Segment Start: THE DATA

//! Agent repository

use agentmarket_types::{normalize_address, RatingAggregate};
use chrono::Utc;
use sqlx::types::Json;
use sqlx::{QueryBuilder, Sqlite, SqlitePool};
use uuid::Uuid;

use crate::{AgentFilter, DbAgent, DbError, DbResult, NewAgent};

/// Maximum number of agents returned by a listing
pub const LIST_LIMIT: i64 = 50;

/// Agent repository for registration, discovery and ratings
pub struct AgentRepo {
    pool: SqlitePool,
}

impl AgentRepo {
    pub fn new(pool: SqlitePool) -> Self {
        Self { pool }
    }

    /// Register a new agent. Counters start at zero and the agent is active.
    pub async fn create(&self, agent: &NewAgent) -> DbResult<DbAgent> {
        let now = Utc::now();

        let row = sqlx::query_as::<_, DbAgent>(
            r#"
            INSERT INTO agents (
                id, contract_id, owner, name, description, agent_type, price, metadata,
                active, earnings, total_sales, rating, rating_count, created_at, updated_at
            )
            VALUES (?, ?, ?, ?, ?, ?, ?, ?, TRUE, '0', 0, 0, 0, ?, ?)
            RETURNING *
            "#,
        )
        .bind(Uuid::new_v4().to_string())
        .bind(agent.contract_id)
        .bind(normalize_address(&agent.owner))
        .bind(&agent.name)
        .bind(&agent.description)
        .bind(agent.agent_type.as_str())
        .bind(agent.price.normalize().to_string())
        .bind(Json(&agent.metadata))
        .bind(now)
        .bind(now)
        .fetch_one(&self.pool)
        .await
        .map_err(DbError::from_write)?;

        Ok(row)
    }

    /// Find agent by ID
    pub async fn find_by_id(&self, id: &str) -> DbResult<Option<DbAgent>> {
        let agent = sqlx::query_as::<_, DbAgent>("SELECT * FROM agents WHERE id = ?")
            .bind(id)
            .fetch_optional(&self.pool)
            .await?;

        Ok(agent)
    }

    /// Active agents matching the filter, best rated first, ties broken by sales
    pub async fn list_active(&self, filter: &AgentFilter) -> DbResult<Vec<DbAgent>> {
        let mut qb = QueryBuilder::<Sqlite>::new("SELECT * FROM agents WHERE active = TRUE");

        if let Some(agent_type) = filter.agent_type {
            qb.push(" AND agent_type = ").push_bind(agent_type.as_str());
        }
        if let Some(owner) = &filter.owner {
            qb.push(" AND owner = ").push_bind(normalize_address(owner));
        }

        qb.push(" ORDER BY rating DESC, total_sales DESC, created_at ASC LIMIT ")
            .push_bind(LIST_LIMIT);

        let agents = qb.build_query_as::<DbAgent>().fetch_all(&self.pool).await?;

        Ok(agents)
    }

    /// Every agent owned by an address, active or not
    pub async fn list_by_owner(&self, owner: &str) -> DbResult<Vec<DbAgent>> {
        let agents = sqlx::query_as::<_, DbAgent>(
            "SELECT * FROM agents WHERE owner = ? ORDER BY created_at ASC",
        )
        .bind(normalize_address(owner))
        .fetch_all(&self.pool)
        .await?;

        Ok(agents)
    }

    /// Fold one vote into the running mean.
    ///
    /// The read-modify-write happens in a single statement so concurrent
    /// votes cannot overwrite each other. Returns `None` for unknown agents.
    pub async fn record_rating(&self, id: &str, vote: f64) -> DbResult<Option<RatingAggregate>> {
        let vote = RatingAggregate::validate_vote(vote)?;

        let row = sqlx::query_as::<_, (f64, i64)>(
            r#"
            UPDATE agents
            SET rating = (rating * rating_count + ?) / (rating_count + 1),
                rating_count = rating_count + 1,
                updated_at = ?
            WHERE id = ?
            RETURNING rating, rating_count
            "#,
        )
        .bind(vote)
        .bind(Utc::now())
        .bind(id)
        .fetch_optional(&self.pool)
        .await?;

        Ok(row.map(|(rating, rating_count)| RatingAggregate::new(rating, rating_count)))
    }

    /// Flip the active flag
    pub async fn toggle_active(&self, id: &str) -> DbResult<Option<DbAgent>> {
        let agent = sqlx::query_as::<_, DbAgent>(
            "UPDATE agents SET active = NOT active, updated_at = ? WHERE id = ? RETURNING *",
        )
        .bind(Utc::now())
        .bind(id)
        .fetch_optional(&self.pool)
        .await?;

        Ok(agent)
    }
}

Segment End: THE DATA

**WHAT THE TASK REQUIRES**: Only lines with the word "AgentFilter" should be collected from the material.

**RESULT OF THE EXERCISE**:
use crate::{AgentFilter, DbAgent, DbError, DbResult, NewAgent};
    pub async fn list_active(&self, filter: &AgentFilter) -> DbResult<Vec<DbAgent>> {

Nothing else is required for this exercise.